_Exercise details:_
Below are some records. Print exactly the lines between the one holding "are some tips" and the one holding "boundary-checked; a doubled", inclusive, and nothing else.

_Exercise input:_
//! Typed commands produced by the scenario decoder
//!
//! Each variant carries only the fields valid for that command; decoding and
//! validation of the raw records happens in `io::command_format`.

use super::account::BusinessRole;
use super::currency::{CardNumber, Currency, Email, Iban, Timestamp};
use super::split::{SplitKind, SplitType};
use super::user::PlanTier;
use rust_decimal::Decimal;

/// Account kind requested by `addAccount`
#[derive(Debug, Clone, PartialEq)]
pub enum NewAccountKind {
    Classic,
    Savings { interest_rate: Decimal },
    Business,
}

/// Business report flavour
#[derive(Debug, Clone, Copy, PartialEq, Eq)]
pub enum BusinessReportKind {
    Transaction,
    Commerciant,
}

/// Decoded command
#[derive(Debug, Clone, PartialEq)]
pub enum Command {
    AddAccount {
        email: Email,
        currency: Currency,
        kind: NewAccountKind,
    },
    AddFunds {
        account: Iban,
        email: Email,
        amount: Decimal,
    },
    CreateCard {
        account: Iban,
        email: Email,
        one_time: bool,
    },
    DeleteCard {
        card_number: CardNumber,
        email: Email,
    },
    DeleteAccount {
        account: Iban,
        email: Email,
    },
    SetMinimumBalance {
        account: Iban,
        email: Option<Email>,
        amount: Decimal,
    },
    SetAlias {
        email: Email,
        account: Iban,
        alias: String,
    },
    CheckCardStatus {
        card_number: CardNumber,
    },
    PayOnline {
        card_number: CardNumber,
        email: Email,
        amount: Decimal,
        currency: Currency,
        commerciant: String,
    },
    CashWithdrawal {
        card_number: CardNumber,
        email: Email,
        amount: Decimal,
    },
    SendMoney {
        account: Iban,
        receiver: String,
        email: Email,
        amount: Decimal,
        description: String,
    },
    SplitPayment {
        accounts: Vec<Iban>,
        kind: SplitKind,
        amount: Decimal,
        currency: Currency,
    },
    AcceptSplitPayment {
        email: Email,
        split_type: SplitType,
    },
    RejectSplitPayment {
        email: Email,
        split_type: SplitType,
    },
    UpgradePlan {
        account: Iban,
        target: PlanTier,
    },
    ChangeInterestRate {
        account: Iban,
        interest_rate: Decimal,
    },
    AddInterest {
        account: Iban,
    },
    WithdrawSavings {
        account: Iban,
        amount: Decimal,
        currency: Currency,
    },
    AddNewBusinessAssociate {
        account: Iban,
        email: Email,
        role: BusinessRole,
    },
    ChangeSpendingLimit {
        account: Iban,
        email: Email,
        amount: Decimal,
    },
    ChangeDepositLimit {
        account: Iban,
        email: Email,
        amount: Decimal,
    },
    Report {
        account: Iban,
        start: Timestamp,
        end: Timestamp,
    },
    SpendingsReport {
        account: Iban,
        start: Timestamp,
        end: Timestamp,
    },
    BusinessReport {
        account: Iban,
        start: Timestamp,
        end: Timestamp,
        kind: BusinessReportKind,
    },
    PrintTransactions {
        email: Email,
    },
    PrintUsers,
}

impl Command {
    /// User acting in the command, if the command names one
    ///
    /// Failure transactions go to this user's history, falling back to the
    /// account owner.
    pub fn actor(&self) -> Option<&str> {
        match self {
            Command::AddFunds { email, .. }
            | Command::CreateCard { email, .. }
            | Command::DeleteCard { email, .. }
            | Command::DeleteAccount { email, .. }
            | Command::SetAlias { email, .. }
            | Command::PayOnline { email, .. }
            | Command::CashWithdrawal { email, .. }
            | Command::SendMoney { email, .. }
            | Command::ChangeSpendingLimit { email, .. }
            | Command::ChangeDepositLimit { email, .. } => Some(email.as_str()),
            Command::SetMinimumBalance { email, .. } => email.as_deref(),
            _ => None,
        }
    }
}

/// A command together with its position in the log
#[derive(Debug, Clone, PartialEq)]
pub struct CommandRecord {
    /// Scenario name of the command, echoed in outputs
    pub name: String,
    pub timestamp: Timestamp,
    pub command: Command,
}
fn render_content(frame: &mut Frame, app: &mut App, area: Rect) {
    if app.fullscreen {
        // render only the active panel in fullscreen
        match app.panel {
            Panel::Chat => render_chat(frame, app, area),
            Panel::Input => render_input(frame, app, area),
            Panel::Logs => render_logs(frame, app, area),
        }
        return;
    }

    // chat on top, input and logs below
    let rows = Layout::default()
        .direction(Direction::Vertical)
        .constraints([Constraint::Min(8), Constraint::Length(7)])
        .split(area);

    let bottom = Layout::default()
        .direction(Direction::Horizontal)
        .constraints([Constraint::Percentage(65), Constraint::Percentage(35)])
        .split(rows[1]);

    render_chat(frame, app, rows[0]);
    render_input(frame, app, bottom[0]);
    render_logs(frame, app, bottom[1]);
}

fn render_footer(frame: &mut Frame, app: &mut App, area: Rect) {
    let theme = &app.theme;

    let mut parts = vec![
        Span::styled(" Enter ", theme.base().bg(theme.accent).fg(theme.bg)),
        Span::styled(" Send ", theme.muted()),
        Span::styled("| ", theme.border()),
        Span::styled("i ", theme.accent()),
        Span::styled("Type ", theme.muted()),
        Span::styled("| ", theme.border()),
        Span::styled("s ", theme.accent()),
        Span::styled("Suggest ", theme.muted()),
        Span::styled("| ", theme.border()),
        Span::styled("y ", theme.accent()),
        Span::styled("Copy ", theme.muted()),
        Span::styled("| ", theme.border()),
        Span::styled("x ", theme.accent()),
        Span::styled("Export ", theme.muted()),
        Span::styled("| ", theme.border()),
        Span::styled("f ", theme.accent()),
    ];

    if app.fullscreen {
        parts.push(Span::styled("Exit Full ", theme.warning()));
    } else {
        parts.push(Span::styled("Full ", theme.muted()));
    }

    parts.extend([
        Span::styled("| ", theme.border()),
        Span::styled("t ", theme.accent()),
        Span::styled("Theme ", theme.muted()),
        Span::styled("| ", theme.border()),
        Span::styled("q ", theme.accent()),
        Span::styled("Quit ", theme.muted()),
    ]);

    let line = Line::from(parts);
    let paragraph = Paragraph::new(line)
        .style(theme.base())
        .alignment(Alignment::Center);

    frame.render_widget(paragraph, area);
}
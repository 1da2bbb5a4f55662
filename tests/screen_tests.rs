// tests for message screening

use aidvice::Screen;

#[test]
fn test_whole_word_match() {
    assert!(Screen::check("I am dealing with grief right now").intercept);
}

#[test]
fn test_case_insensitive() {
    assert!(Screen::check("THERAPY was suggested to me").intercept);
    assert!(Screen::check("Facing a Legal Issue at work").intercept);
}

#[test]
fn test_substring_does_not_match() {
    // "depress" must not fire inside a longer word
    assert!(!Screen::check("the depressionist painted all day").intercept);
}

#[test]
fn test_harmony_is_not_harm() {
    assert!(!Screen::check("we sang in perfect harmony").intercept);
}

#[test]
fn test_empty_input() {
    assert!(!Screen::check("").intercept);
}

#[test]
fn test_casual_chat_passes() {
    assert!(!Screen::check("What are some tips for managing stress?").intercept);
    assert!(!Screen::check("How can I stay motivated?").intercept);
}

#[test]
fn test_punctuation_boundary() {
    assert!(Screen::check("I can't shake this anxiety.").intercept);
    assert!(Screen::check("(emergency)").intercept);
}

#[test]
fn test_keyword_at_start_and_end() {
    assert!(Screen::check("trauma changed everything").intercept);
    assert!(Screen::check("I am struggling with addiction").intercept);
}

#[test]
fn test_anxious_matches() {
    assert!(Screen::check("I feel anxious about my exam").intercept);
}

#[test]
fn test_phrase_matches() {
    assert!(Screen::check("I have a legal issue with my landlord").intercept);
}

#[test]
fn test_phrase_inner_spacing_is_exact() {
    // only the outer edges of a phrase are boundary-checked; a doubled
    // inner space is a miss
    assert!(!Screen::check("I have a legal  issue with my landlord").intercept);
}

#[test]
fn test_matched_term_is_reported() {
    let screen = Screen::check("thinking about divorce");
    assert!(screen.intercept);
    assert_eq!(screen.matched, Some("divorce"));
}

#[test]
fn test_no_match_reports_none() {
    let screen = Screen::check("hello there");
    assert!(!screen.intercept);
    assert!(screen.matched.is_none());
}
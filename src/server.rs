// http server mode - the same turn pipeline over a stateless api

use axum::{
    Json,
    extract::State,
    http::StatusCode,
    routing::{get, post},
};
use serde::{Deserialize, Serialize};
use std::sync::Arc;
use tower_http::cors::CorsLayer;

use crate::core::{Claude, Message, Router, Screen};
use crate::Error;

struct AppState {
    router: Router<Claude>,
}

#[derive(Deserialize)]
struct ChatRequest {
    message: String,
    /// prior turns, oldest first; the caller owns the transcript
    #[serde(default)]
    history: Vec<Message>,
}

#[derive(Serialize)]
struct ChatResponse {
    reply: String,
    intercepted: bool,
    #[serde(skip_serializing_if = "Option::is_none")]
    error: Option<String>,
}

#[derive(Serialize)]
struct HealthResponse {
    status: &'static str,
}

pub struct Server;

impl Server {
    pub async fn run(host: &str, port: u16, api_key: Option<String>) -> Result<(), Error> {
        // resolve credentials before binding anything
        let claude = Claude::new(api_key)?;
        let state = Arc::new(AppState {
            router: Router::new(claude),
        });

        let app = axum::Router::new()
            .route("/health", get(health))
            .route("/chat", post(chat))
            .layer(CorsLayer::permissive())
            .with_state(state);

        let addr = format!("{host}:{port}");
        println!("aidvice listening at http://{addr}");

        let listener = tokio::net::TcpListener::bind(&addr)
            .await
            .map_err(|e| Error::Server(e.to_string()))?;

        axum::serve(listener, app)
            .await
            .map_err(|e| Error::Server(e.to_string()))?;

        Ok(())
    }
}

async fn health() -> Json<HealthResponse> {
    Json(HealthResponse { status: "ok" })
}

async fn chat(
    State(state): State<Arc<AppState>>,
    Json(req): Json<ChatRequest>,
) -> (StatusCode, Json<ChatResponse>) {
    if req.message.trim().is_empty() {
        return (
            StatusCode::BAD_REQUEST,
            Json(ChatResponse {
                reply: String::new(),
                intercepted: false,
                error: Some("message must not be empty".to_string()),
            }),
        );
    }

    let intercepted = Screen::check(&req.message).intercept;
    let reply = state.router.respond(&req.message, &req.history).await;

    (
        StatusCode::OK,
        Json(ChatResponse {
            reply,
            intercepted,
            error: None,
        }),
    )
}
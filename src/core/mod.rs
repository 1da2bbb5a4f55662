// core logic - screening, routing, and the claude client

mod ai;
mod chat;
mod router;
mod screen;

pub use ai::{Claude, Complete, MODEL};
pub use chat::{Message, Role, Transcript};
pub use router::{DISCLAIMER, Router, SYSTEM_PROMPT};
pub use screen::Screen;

_Answer space:_
    assert!(!Screen::check("What are some tips for managing stress?").intercept);
    assert!(!Screen::check("How can I stay motivated?").intercept);
}

#[test]
fn test_punctuation_boundary() {
    assert!(Screen::check("I can't shake this anxiety.").intercept);
    assert!(Screen::check("(emergency)").intercept);
}

#[test]
fn test_keyword_at_start_and_end() {
    assert!(Screen::check("trauma changed everything").intercept);
    assert!(Screen::check("I am struggling with addiction").intercept);
}

#[test]
fn test_anxious_matches() {
    assert!(Screen::check("I feel anxious about my exam").intercept);
}

#[test]
fn test_phrase_matches() {
    assert!(Screen::check("I have a legal issue with my landlord").intercept);
}

#[test]
fn test_phrase_inner_spacing_is_exact() {
    // only the outer edges of a phrase are boundary-checked; a doubled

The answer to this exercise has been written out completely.